(Stored data)
*** Begin section ***

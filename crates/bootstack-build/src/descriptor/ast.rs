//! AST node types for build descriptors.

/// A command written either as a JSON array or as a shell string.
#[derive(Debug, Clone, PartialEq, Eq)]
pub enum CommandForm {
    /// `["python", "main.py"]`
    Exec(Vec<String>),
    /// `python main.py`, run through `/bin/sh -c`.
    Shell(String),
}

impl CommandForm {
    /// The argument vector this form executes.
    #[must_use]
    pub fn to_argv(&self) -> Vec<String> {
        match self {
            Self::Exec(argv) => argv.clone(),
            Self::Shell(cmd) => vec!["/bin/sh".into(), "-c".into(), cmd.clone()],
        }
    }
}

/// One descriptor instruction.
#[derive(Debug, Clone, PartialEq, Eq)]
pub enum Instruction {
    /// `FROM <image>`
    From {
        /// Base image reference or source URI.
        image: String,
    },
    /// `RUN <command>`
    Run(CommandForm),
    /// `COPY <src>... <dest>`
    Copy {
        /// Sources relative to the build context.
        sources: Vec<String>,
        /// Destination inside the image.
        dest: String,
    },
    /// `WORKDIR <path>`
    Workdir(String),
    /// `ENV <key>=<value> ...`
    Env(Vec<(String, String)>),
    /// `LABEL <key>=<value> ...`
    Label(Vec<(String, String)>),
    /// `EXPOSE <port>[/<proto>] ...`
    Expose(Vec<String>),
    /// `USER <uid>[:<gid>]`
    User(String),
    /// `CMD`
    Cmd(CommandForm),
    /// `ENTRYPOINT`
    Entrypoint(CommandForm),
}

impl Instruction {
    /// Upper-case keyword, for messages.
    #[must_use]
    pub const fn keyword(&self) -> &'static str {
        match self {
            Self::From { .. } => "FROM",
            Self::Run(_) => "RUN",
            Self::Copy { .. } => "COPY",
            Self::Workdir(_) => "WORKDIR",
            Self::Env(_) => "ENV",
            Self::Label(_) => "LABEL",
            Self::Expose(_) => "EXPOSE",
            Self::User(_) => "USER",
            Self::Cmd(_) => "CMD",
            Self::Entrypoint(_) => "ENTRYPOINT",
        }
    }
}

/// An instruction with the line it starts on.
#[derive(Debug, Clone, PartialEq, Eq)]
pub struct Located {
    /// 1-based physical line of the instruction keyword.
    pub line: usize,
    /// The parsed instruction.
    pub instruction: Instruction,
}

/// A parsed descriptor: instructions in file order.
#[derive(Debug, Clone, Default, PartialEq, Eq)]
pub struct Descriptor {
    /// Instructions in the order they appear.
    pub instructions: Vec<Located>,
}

*** End section ***

[DESCRIPTION OF THE TASK] Tally the lines above that contain the word "order", and reply with only the number.

[SOLUTION] 2